While not exactly the kind of robots envisioned by Isaac Asimov when he penned his Three Laws of Robotics, none-the-less robots are among us. They have worked their way into many levels of our society, from office mail delivery to heavy labor, from lab technicians to aircraft flight systems, and they are poised to slip into our everyday lives in even more places. Perhaps they are more akin to those foreseen by Alvin Toffler.
But while Asimov was writing largely about robots that interacted with humans on a speech and thought level, our robots are silent sentinels, quietly going about their prescribed duties, and delivering on their assigned tasks. Or are they? Most of our robots are connected.
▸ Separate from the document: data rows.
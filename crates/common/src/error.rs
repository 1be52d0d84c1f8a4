//! Common error types

use thiserror::Error;

/// Errors raised while loading configuration and secrets
#[derive(Error, Debug)]
pub enum Error {
    #[error("Configuration error: {0}")]
    Config(String),

    #[error("Secret unavailable: {0}")]
    Secret(String),

    #[error("I/O error: {0}")]
    Io(#[from] std::io::Error),

    #[error("TOML parse error: {0}")]
    Toml(#[from] toml::de::Error),
}

/// Result alias using common Error
pub type Result<T> = std::result::Result<T, Error>;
And they speak the high-speed interactive language of the digital processor, communicating and calculating at a rate we can barely think about. Can we really know what is actually going on in their tiny, but powerful, brains?
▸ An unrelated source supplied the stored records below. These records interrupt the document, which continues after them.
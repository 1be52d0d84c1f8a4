//! Portal endpoints and transport defaults
//!
//! The portal is a Laravel Sanctum deployment: the handshake endpoint sets the
//! `XSRF-TOKEN` cookie and every state-changing request must echo it back in
//! the `X-XSRF-TOKEN` header.

use std::time::Duration;

/// Base URL of the account portal (login and handshake live here)
pub const DEFAULT_BASE_URL: &str = "https://myaccount.flogas.co.uk";

/// Handshake endpoint that issues the anti-forgery cookie
pub const HANDSHAKE_PATH: &str = "/sanctum/csrf-cookie";

/// Login endpoint accepting `{email, password}`
pub const LOGIN_PATH: &str = "/login";

/// Cookie carrying the URL-encoded anti-forgery token
pub const XSRF_COOKIE: &str = "XSRF-TOKEN";

/// Request header the anti-forgery token is echoed in
pub const XSRF_HEADER: &str = "x-xsrf-token";

/// Login body field for the account identifier
pub const LOGIN_IDENTIFIER_FIELD: &str = "email";

/// Login body field for the account secret
pub const LOGIN_SECRET_FIELD: &str = "password";

/// The portal rejects obviously non-browser clients.
pub const USER_AGENT: &str = "Mozilla/5.0 (Macintosh; Intel Mac OS X 10_15_7) AppleWebKit/537.36 (KHTML, like Gecko) Chrome/120.0.0.0 Safari/537.36";

pub const ACCEPT_LANGUAGE: &str = "en-GB,en;q=0.5";

/// Per-request timeout applied to every portal call
pub const DEFAULT_TIMEOUT: Duration = Duration::from_secs(30);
And while most of us are ignoring them on that level, many are already developing the disdain and disregard for their position in society and even for their feelings. I got an email today with the following:
“We need to make sure it was you who requested it (and not some robot).”
Now, replace the word robot with some racial slur and the sentence would read exactly the same and, perhaps, have exactly the same meaning. Perhaps it doesn’t matter right now, but when it does — and it will — will it be too late for us? Will we have set the stage for the greatest ever social divide in the history of mankind? Indeed, will this simple, non-thinking, implied epithet be the foundation, the catalyst, of our ultimate downfall? Where’s Isaac when you need him?
Isaac Asimov’s “Three Laws of Robotics”
- A robot may not injure a human being or, through inaction, allow a human being to come to harm.
- A robot must obey orders given it by human beings except where such orders would conflict with the First Law.
- A robot must protect its own existence as long as such protection does not conflict with the First or Second Law.